When I wrote and posted the novella Echo and the Lone Drifter, not everyone liked it, understandably so, but some did. I know it was kind of weird, but I had a lot of fun writing it. One person who liked it got back to me and asked me to write another "egg" story for her, but this one with a man. She also wanted it to be a scary story. And here we are.

I'm sorry about the brackets in the story. I don't know how to do italics in this place. I miss them.

For me, this site is about trying stuff and finding courage and interacting with readers and other writers. To do that, you have to put yourself out there. I hope you enjoy it. Thanks for reading. - Semiosis50

THE RED BOX

Harp Strathe

Saturday, November 9, 2038

Dr. Natasha Werth, Researcher

Halley VI Research Station, Antarctica

Entry: Personal log, Dr. Natasha Werth.

If anyone is reading this and I am mad or dead, it was not an accident. It was deliberate. Marcos did this to me. I believe that he slipped an order into the program that automatically processed my arrival and departure from the research station. I believe that he arranged for me to be left here for the winter.

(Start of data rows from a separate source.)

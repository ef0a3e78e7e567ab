// Copyright (c) 2025 Scenario Runner Team
// SPDX-License-Identifier: MIT OR Apache-2.0

//! The Step Scheduler: walks a scenario's graph one step at a time,
//! dispatching requests through a [`Dispatcher`], driving loops through
//! [`crate::loop_driver`], and publishing every transition on an
//! [`EventBus`]. Single-active-step, mode-aware: at most one step
//! executes at a time, and each step's effective execution mode
//! (auto/manual/delayed/bypass) gates whether and how it runs.
//!
//! Branch-based redirection governs advancement at the top level of
//! the graph. Inside a loop/group body, children run in their declared
//! `stepIds` order; a child's own branches may still redirect, but
//! doing so is treated as escaping the container and resuming the
//! top-level walk from the target, rather than jumping to another
//! sibling within the same body.

use crate::context::{ExecutionContext, LogEntry, LogLevel, RecordedError, RequestOutcome, RunStatus, StepRunStatus, StepResult};
use crate::dispatcher::{DispatchOutcome, DispatchRequest, Dispatcher};
use crate::error::{Result, ScenarioError};
use crate::loop_driver::{self, LoopFrame};
use crate::model::{Branch, ExecutionMode, ModeOverrides, Scenario, Step, StepId};
use crate::observer::{EventBus, RunEvent};
use crate::resolver::{resolve_string, resolve_value, Bindings};
use crate::{graph, schema};
use serde_json::Value;
use std::collections::HashMap;
use std::sync::Arc;
use std::time::Duration;
use tokio::sync::mpsc;
use tokio::time::Instant;
use tracing::{info, instrument};

/// A command sent to a running scheduler task.
#[derive(Debug, Clone)]
pub enum RunCommand {
    Pause,
    Resume(Option<ManualDecision>),
    Cancel,
}

/// The caller's choice at a manual gate.
#[derive(Debug, Clone, Copy, PartialEq, Eq)]
pub enum ManualDecision {
    Execute,
    Skip,
    Cancel,
}

/// The scheduler entry point. Stateless beyond the dispatcher it was
/// built with and a bounded ring of completed runs, which keeps
/// recently finished contexts addressable without an external store.
pub struct Scheduler {
    dispatcher: Arc<dyn Dispatcher>,
    history: parking_lot::Mutex<std::collections::VecDeque<ExecutionContext>>,
    history_capacity: usize,
}

impl Scheduler {
    pub fn new(dispatcher: Arc<dyn Dispatcher>) -> Self {
        Self::with_history_capacity(dispatcher, 100)
    }

    pub fn with_history_capacity(dispatcher: Arc<dyn Dispatcher>, history_capacity: usize) -> Self {
        Self {
            dispatcher,
            history: parking_lot::Mutex::new(std::collections::VecDeque::new()),
            history_capacity,
        }
    }

    /// Validates the scenario and supplied params, then spawns the run
    /// as a background task and returns a [`RunHandle`] to observe and
    /// control it. Validation errors are returned synchronously — a
    /// run that fails validation never starts.
    pub fn run(&self, scenario: Scenario, params: Value, mode_overrides: ModeOverrides) -> Result<RunHandle> {
        graph::validate(&scenario)?;
        let resolved_params = schema::validate(&scenario.parameter_schema, &params)?;

        let context = Arc::new(parking_lot::RwLock::new(ExecutionContext::new(
            &scenario.id,
            resolved_params,
            mode_overrides,
        )));
        let events = EventBus::default();
        let (tx, rx) = mpsc::channel(8);

        let runner = Runner {
            scenario: Arc::new(scenario),
            dispatcher: self.dispatcher.clone(),
            context: context.clone(),
            commands: rx,
            events: events.clone(),
        };

        let join = tokio::spawn(run_to_completion(runner));
        Ok(RunHandle {
            context,
            commands: tx,
            events,
            join: Some(join),
        })
    }

    /// Archives a finished run's context into the bounded history ring.
    pub fn archive(&self, context: ExecutionContext) {
        let mut history = self.history.lock();
        history.push_back(context);
        while history.len() > self.history_capacity {
            history.pop_front();
        }
    }

    pub fn history(&self) -> Vec<ExecutionContext> {
        self.history.lock().iter().cloned().collect()
    }
}

/// A handle to a spawned run: lets the caller observe state
/// synchronously ([`RunHandle::snapshot`]), subscribe to the event
/// stream, and issue pause/resume/cancel commands.
pub struct RunHandle {
    context: Arc<parking_lot::RwLock<ExecutionContext>>,
    commands: mpsc::Sender<RunCommand>,
    events: EventBus,
    join: Option<tokio::task::JoinHandle<()>>,
}

impl RunHandle {
    pub fn snapshot(&self) -> ExecutionContext {
        self.context.read().clone()
    }

    pub fn subscribe(&self) -> tokio::sync::broadcast::Receiver<RunEvent> {
        self.events.subscribe()
    }

    pub async fn pause(&self) -> Result<()> {
        self.commands
            .send(RunCommand::Pause)
            .await
            .map_err(|_| ScenarioError::Cancelled)
    }

    pub async fn resume(&self, decision: Option<ManualDecision>) -> Result<()> {
        self.commands
            .send(RunCommand::Resume(decision))
            .await
            .map_err(|_| ScenarioError::Cancelled)
    }

    pub async fn cancel(&self) -> Result<()> {
        self.commands
            .send(RunCommand::Cancel)
            .await
            .map_err(|_| ScenarioError::Cancelled)
    }

    /// Waits for the run to reach a terminal state and returns its
    /// final context.
    pub async fn join(&mut self) -> ExecutionContext {
        if let Some(handle) = self.join.take() {
            let _ = handle.await;
        }
        self.context.read().clone()
    }
}

/// Outcome of executing one step or one container body, used to drive
/// the top-level walk and to let a child's branch escape its container.
enum ControlFlow {
    /// Proceed to the named step (empty means no further step: run
    /// completes successfully).
    GoTo(StepId),
    Failed,
    Cancelled,
}

/// A container child's outcome: distinguishes "go to the next child in
/// declared order" from a branch firing (which escapes the container).
enum ChildOutcome {
    Continue,
    Redirect(StepId),
    Failed,
    Cancelled,
}

struct Runner {
    scenario: Arc<Scenario>,
    dispatcher: Arc<dyn Dispatcher>,
    context: Arc<parking_lot::RwLock<ExecutionContext>>,
    commands: mpsc::Receiver<RunCommand>,
    events: EventBus,
}

#[instrument(skip_all, fields(scenario_id = %runner.scenario.id))]
async fn run_to_completion(mut runner: Runner) {
    {
        let mut ctx = runner.context.write();
        ctx.status = RunStatus::Running;
    }
    runner.events.publish(RunEvent::RunStateChanged(RunStatus::Running));
    info!("run started");

    let mut current = runner.scenario.start_step_id.clone();
    let final_status = loop {
        if current.is_empty() {
            break RunStatus::Completed;
        }
        match runner.drain_cancel() {
            true => break RunStatus::Cancelled,
            false => {}
        }

        let Some(step) = runner.scenario.step(&current).cloned() else {
            runner.log(LogLevel::Error, format!("step '{current}' not found"), Some(&current));
            break RunStatus::Failed;
        };

        match runner.execute_top_level(&step).await {
            ControlFlow::GoTo(next) => current = next,
            ControlFlow::Failed => break RunStatus::Failed,
            ControlFlow::Cancelled => break RunStatus::Cancelled,
        }
    };

    let mut ctx = runner.context.write();
    ctx.status = final_status;
    ctx.completed_at = Some(chrono::Utc::now());
    runner.events.publish(RunEvent::RunStateChanged(final_status));
    info!(status = ?final_status, "run finished");
}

I woke up and I was alone. I'm sure that my colleagues, my parents, and my friends have all been told something plausible to explain my absence. Marcos has always been thorough.

I have what I need to survive, but I am still in very real danger. Even when you're living with other people, winter in Antarctica is dangerous to the human psyche. The lack of social variants, the monotony of the physical environment, the confinement, the inability to go outside, all affect sleep cycles and mood and can cause depression and suicidal ideation.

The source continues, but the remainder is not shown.